Sunday, July 21, 2024

Challenges critiques of City's growth policies, advocates for balanced development


Rhona Baron (The Whistle) has written several pieces regarding the current city’s approach to building codes, which have provided misleading facts and incomplete analyses. She and others have been upset by policies that allow for higher density inside the city limits, which, in her view, will diminish the lot her home is on, perhaps blocking sunlight from her garden. She has linked these policies to the current mayor’s focus on the affordable housing crisis. In one of her columns, she went as far as to claim the mayor wants to eliminate single-family homes inside the city limits (not true, of course). 

To begin with, the policies the city is considering are only partly focused on the housing crisis. The Growth Management Act that the city is required to address in planning has fifteen goals, only one of which is housing (RCW 36.70A.020 Planning goals.) Primary among them: 

(1) Urban growth. Encourage development in urban areas where adequate public facilities and services exist or can be provided in an efficient manner. (2) Reduce sprawl. Reduce the inappropriate conversion of undeveloped land into sprawling, low-density development. (3) Transportation. Encourage efficient multimodal transportation systems that will reduce greenhouse gas emissions and per capita vehicle miles traveled, and are based on regional priorities and coordinated with county and city comprehensive plans. Has anybody noticed (besides the housing crisis) the sprawl that has occurred out of Ski Hill, Icicle, and Chumstick? The disappearing orchards, truck farms, hay fields, and pastures? The exploding traffic?

Then look at how housing is addressed in the GMA: 4) Housing. Plan for and accommodate housing affordable to all economic segments of the population of this state, promote a variety of residential densities and housing types, and encourage preservation of existing housing stock. Does this sound like an obsessive focus on affordable housing?

The GMA goes on to list sustainable economic development, climate change, citizen participation, shoreline protections, and more. So what the city is trying to do is address some of the pressing needs, which, of course, includes housing. But managing growth and sprawl and all of its attendant environmental and quality of life costs is equally important, no? 
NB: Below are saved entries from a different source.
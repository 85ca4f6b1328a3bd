//! # Money Module
//!
//! Provides the `Money` type for handling monetary values safely.
//!
//! ## Why Integer Money?
//! ```text
//! ┌─────────────────────────────────────────────────────────────────────────┐
//! │  THE FLOATING POINT PROBLEM                                             │
//! │                                                                         │
//! │  The commerce API sends prices as JSON numbers or as display strings:  │
//! │    "price": 4.5          "price": "$12.99"                              │
//! │                                                                         │
//! │  Summing them as floats drifts:                                         │
//! │    0.1 + 0.2 = 0.30000000000000004  ❌ WRONG!                           │
//! │                                                                         │
//! │  OUR SOLUTION: convert once at the wire boundary into integers        │
//! │  (UnitPrice micro-units for unit prices, Money cents for totals),      │
//! │  then every item total and subtotal is exact integer math.             │
//! └─────────────────────────────────────────────────────────────────────────┘
//! ```
//!
//! ## Usage
//! ```rust
//! use storefront_core::money::Money;
//!
//! let price = Money::from_cents(1099); // $10.99
//! let doubled = price * 2i64;            // $21.98
//! assert_eq!(doubled.cents(), 2198);
//!
//! // Wire strings are parsed without going through floats
//! assert_eq!(Money::from_decimal_str("12.99"), Some(Money::from_cents(1299)));
//! ```

use serde::{Deserialize, Serialize};
use std::fmt;
use std::iter::Sum;
use std::ops::{Add, AddAssign, Mul, Sub, SubAssign};
use ts_rs::TS;

// =============================================================================
// Money Type
// =============================================================================

/// Represents a monetary value in the smallest currency unit (cents).
///
/// ## Design Decisions
/// - **i64 (signed)**: the wire may carry negative adjustments; totals are
///   clamped by the pricing functions, not by the type
/// - **Single field tuple struct**: Zero-cost abstraction over i64
#[derive(Debug, Clone, Copy, PartialEq, Eq, PartialOrd, Ord, Hash, Serialize, Deserialize, TS)]
#[ts(export)]
pub struct Money(i64);

impl Money {
    /// Creates a Money value from cents.
    #[inline]
    pub const fn from_cents(cents: i64) -> Self {
        Money(cents)
    }

    /// Creates a Money value from major and minor units (dollars and cents).
    ///
    /// ```rust
    /// use storefront_core::money::Money;
    ///
    /// assert_eq!(Money::from_major_minor(10, 99).cents(), 1099);
    /// assert_eq!(Money::from_major_minor(-5, 50).cents(), -550);
    /// ```
    #[inline]
    pub const fn from_major_minor(major: i64, minor: i64) -> Self {
        if major < 0 {
            Money(major * 100 - minor)
        } else {
            Money(major * 100 + minor)
        }
    }

    /// Converts a JSON number (major units) into cents.
    ///
    /// Only used at the wire boundary. Non-finite values become zero and
    /// out-of-range values saturate.
    pub fn from_major_f64(amount: f64) -> Self {
        if !amount.is_finite() {
            return Money::zero();
        }
        Money((amount * 100.0).round() as i64)
    }

    /// Parses a strict decimal string (`-12.5`, `.99`, `7.`) into cents.
    ///
    /// Digits beyond the second decimal place round half away from zero.
    /// Returns `None` when the string is not a plain decimal or overflows.
    ///
    /// ```rust
    /// use storefront_core::money::Money;
    ///
    /// assert_eq!(Money::from_decimal_str("-.5"), Some(Money::from_cents(-50)));
    /// assert_eq!(Money::from_decimal_str("1.005"), Some(Money::from_cents(101)));
    /// assert_eq!(Money::from_decimal_str("1.2.3"), None);
    /// assert_eq!(Money::from_decimal_str("-"), None);
    /// ```
    pub fn from_decimal_str(input: &str) -> Option<Self> {
        parse_scaled(input, 2).map(Money)
    }

    /// Returns the value in cents.
    #[inline]
    pub const fn cents(&self) -> i64 {
        self.0
    }

    /// Returns the major unit (dollars) portion.
    #[inline]
    pub const fn dollars(&self) -> i64 {
        self.0 / 100
    }

    /// Returns the minor unit (cents) portion (always 0-99).
    #[inline]
    pub const fn cents_part(&self) -> i64 {
        (self.0 % 100).abs()
    }

    /// Returns the value in major units, for display and interop only.
    #[inline]
    pub fn as_major_f64(&self) -> f64 {
        self.0 as f64 / 100.0
    }

    /// Returns zero money value.
    #[inline]
    pub const fn zero() -> Self {
        Money(0)
    }

    /// Checks if the value is zero.
    #[inline]
    pub const fn is_zero(&self) -> bool {
        self.0 == 0
    }

    /// Checks if the value is negative (less than zero).
    #[inline]
    pub const fn is_negative(&self) -> bool {
        self.0 < 0
    }

    /// Returns the absolute value.
    #[inline]
    pub const fn abs(&self) -> Self {
        Money(self.0.abs())
    }

    /// Returns zero for negative amounts, the amount otherwise.
    #[inline]
    pub const fn clamp_non_negative(&self) -> Self {
        if self.0 < 0 {
            Money(0)
        } else {
            *self
        }
    }

    /// Multiplies money by a quantity, saturating instead of overflowing.
    ///
    /// ```rust
    /// use storefront_core::money::Money;
    ///
    /// let line_total = Money::from_cents(299).multiply_quantity(3);
    /// assert_eq!(line_total.cents(), 897);
    /// ```
    #[inline]
    pub const fn multiply_quantity(&self, qty: i64) -> Self {
        Money(self.0.saturating_mul(qty))
    }
}

/// Parses a strict decimal string into an integer with `scale` decimal
/// places. The first dropped digit rounds half away from zero.
fn parse_scaled(input: &str, scale: usize) -> Option<i64> {
    let (negative, unsigned) = match input.strip_prefix('-') {
        Some(rest) => (true, rest),
        None => (false, input),
    };

    let (int_part, frac_part) = match unsigned.split_once('.') {
        Some((int_part, frac_part)) => (int_part, frac_part),
        None => (unsigned, ""),
    };

    let all_digits = |s: &str| s.bytes().all(|b| b.is_ascii_digit());
    if !all_digits(int_part) || !all_digits(frac_part) {
        return None;
    }
    if int_part.is_empty() && frac_part.is_empty() {
        return None;
    }

    let mut value: i64 = 0;
    for digit in int_part.bytes() {
        value = value.checked_mul(10)?.checked_add(i64::from(digit - b'0'))?;
    }

    let mut frac = frac_part.bytes().map(|b| i64::from(b - b'0'));
    for _ in 0..scale {
        value = value.checked_mul(10)?.checked_add(frac.next().unwrap_or(0))?;
    }
    if frac.next().is_some_and(|d| d >= 5) {
        value = value.checked_add(1)?;
    }

    Some(if negative { -value } else { value })
}

// =============================================================================
// Unit Price
// =============================================================================

/// Micro-units (1/1,000,000 of the major unit) per cent.
const MICROS_PER_CENT: i64 = 10_000;

/// A unit price kept to six decimal places.
///
/// Wire prices may carry sub-cent digits (`"0.335"`). Item totals multiply
/// the exact unit price by the quantity and round to cents once, at the end.
///
/// ```rust
/// use storefront_core::money::{Money, UnitPrice};
///
/// let unit = UnitPrice::from_decimal_str("0.335").unwrap();
/// assert_eq!(unit.multiply_quantity(3).to_money(), Money::from_cents(101));
/// assert_eq!(unit.to_money(), Money::from_cents(34));
/// ```
#[derive(Debug, Clone, Copy, PartialEq, Eq, PartialOrd, Ord, Hash, Default)]
pub struct UnitPrice(i64);

impl UnitPrice {
    #[inline]
    pub const fn from_micros(micros: i64) -> Self {
        UnitPrice(micros)
    }

    #[inline]
    pub const fn micros(&self) -> i64 {
        self.0
    }

    #[inline]
    pub const fn zero() -> Self {
        UnitPrice(0)
    }

    /// Converts a JSON number (major units). Non-finite values become zero
    /// and out-of-range values saturate.
    pub fn from_major_f64(amount: f64) -> Self {
        if !amount.is_finite() {
            return UnitPrice::zero();
        }
        UnitPrice((amount * 1_000_000.0).round() as i64)
    }

    /// Parses a strict decimal string. Digits beyond the sixth decimal place
    /// round half away from zero.
    pub fn from_decimal_str(input: &str) -> Option<Self> {
        parse_scaled(input, 6).map(UnitPrice)
    }

    /// Multiplies by a quantity, saturating instead of overflowing.
    #[inline]
    pub const fn multiply_quantity(&self, qty: i64) -> Self {
        UnitPrice(self.0.saturating_mul(qty))
    }

    /// Rounds to whole cents, half away from zero.
    pub const fn to_money(&self) -> Money {
        let cents = self.0 / MICROS_PER_CENT;
        let rest = self.0 % MICROS_PER_CENT;
        if rest >= MICROS_PER_CENT / 2 {
            Money(cents + 1)
        } else if rest <= -MICROS_PER_CENT / 2 {
            Money(cents - 1)
        } else {
            Money(cents)
        }
    }
}

impl From<Money> for UnitPrice {
    fn from(money: Money) -> Self {
        UnitPrice(money.0.saturating_mul(MICROS_PER_CENT))
    }
}

impl Add for UnitPrice {
    type Output = Self;

    #[inline]
    fn add(self, other: Self) -> Self {
        UnitPrice(self.0.saturating_add(other.0))
    }
}

impl Sum for UnitPrice {
    fn sum<I: Iterator<Item = UnitPrice>>(iter: I) -> Self {
        iter.fold(UnitPrice::zero(), Add::add)
    }
}

// =============================================================================
// Trait Implementations
// =============================================================================

/// Debug-friendly rendering. Use `CurrencyFormatter` for anything shown to
/// shoppers so locale and currency are respected.
impl fmt::Display for Money {
    fn fmt(&self, f: &mut fmt::Formatter<'_>) -> fmt::Result {
        let sign = if self.0 < 0 { "-" } else { "" };
        write!(f, "{}{}.{:02}", sign, self.dollars().abs(), self.cents_part())
    }
}

impl Default for Money {
    fn default() -> Self {
        Money::zero()
    }
}

impl Add for Money {
    type Output = Self;

    #[inline]
    fn add(self, other: Self) -> Self {
        Money(self.0.saturating_add(other.0))
    }
}

impl AddAssign for Money {
    #[inline]
    fn add_assign(&mut self, other: Self) {
        self.0 = self.0.saturating_add(other.0);
    }
}

impl Sub for Money {
    type Output = Self;

    #[inline]
    fn sub(self, other: Self) -> Self {
        Money(self.0.saturating_sub(other.0))
    }
}

impl SubAssign for Money {
    #[inline]
    fn sub_assign(&mut self, other: Self) {
        self.0 = self.0.saturating_sub(other.0);
    }
}

impl Mul<i64> for Money {
    type Output = Self;

    #[inline]
    fn mul(self, qty: i64) -> Self {
        self.multiply_quantity(qty)
    }
}

impl Mul<u32> for Money {
    type Output = Self;

    #[inline]
    fn mul(self, qty: u32) -> Self {
        self.multiply_quantity(i64::from(qty))
    }
}

impl Sum for Money {
    fn sum<I: Iterator<Item = Money>>(iter: I) -> Self {
        iter.fold(Money::zero(), Add::add)
    }
}

impl<'a> Sum<&'a Money> for Money {
    fn sum<I: Iterator<Item = &'a Money>>(iter: I) -> Self {
        iter.copied().sum()
    }
}

// =============================================================================
// Unit Tests
// =============================================================================

#[cfg(test)]
mod tests {
    use super::*;

    #[test]
    fn test_from_cents() {
        let money = Money::from_cents(1099);
        assert_eq!(money.cents(), 1099);
        assert_eq!(money.dollars(), 10);
        assert_eq!(money.cents_part(), 99);
    }

    #[test]
    fn test_display() {
        assert_eq!(Money::from_cents(1099).to_string(), "10.99");
        assert_eq!(Money::from_cents(-550).to_string(), "-5.50");
        assert_eq!(Money::zero().to_string(), "0.00");
    }

    #[test]
    fn test_decimal_str_parsing() {
        assert_eq!(Money::from_decimal_str("12.99"), Some(Money::from_cents(1299)));
        assert_eq!(Money::from_decimal_str("12"), Some(Money::from_cents(1200)));
        assert_eq!(Money::from_decimal_str("7."), Some(Money::from_cents(700)));
        assert_eq!(Money::from_decimal_str(".5"), Some(Money::from_cents(50)));
        assert_eq!(Money::from_decimal_str("0.125"), Some(Money::from_cents(13)));
        assert_eq!(Money::from_decimal_str("-0.125"), Some(Money::from_cents(-13)));
        assert_eq!(Money::from_decimal_str(""), None);
        assert_eq!(Money::from_decimal_str("."), None);
        assert_eq!(Money::from_decimal_str("12a"), None);
        assert_eq!(Money::from_decimal_str("99999999999999999999"), None);
    }

    #[test]
    fn test_from_major_f64() {
        assert_eq!(Money::from_major_f64(4.5).cents(), 450);
        assert_eq!(Money::from_major_f64(0.1 + 0.2).cents(), 30);
        assert_eq!(Money::from_major_f64(f64::NAN), Money::zero());
        assert_eq!(Money::from_major_f64(f64::INFINITY), Money::zero());
    }

    #[test]
    fn test_arithmetic_and_sum() {
        let a = Money::from_cents(1000);
        let b = Money::from_cents(500);

        assert_eq!((a + b).cents(), 1500);
        assert_eq!((a - b).cents(), 500);
        assert_eq!((a * 3i64).cents(), 3000);

        let total: Money = [a, b, b].iter().sum();
        assert_eq!(total.cents(), 2000);
    }

    #[test]
    fn test_clamp_non_negative() {
        assert_eq!(Money::from_cents(-1).clamp_non_negative(), Money::zero());
        assert_eq!(Money::from_cents(42).clamp_non_negative().cents(), 42);
    }

    #[test]
    fn test_unit_price_rounds_once_after_quantity() {
        let unit = UnitPrice::from_decimal_str("0.335").unwrap();
        assert_eq!(unit.micros(), 335_000);
        assert_eq!(unit.multiply_quantity(3).to_money(), Money::from_cents(101));

        let eighth = UnitPrice::from_major_f64(0.125);
        assert_eq!(eighth.to_money(), Money::from_cents(13));
        assert_eq!(eighth.multiply_quantity(8).to_money(), Money::from_cents(100));

        assert_eq!(UnitPrice::from_decimal_str("-0.005").unwrap().to_money(), Money::from_cents(-1));
        assert_eq!(UnitPrice::from_decimal_str("-0.004").unwrap().to_money(), Money::zero());
        assert_eq!(UnitPrice::from_decimal_str("1.0000005").unwrap().micros(), 1_000_001);
        assert_eq!(UnitPrice::from(Money::from_cents(450)).to_money(), Money::from_cents(450));
        assert_eq!(UnitPrice::from_decimal_str("abc"), None);
    }

    #[test]
    fn test_multiply_saturates() {
        let huge = Money::from_cents(i64::MAX / 2);
        assert_eq!(huge.multiply_quantity(4).cents(), i64::MAX);
    }
}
Rhona cites some data where people were asked if they want higher density or want to keep the city just like it is. Most, she said, want to leave it like it is. The problem is, these are all hard goals to accommodate, trade-offs are required. Surveys that don’t ask questions where the costs of trade-offs are considered are pretty useless to the dialogue we need. Would folks rather let sprawl go unchecked and see the last open spaces in the upper valley disappear into one-acre McMansions like ski hill? See the night sky obliterated with more light pollution? (We have owned our home up the Icicle since 1991; the degradation has been stunning.) And then there’s the absurd traffic.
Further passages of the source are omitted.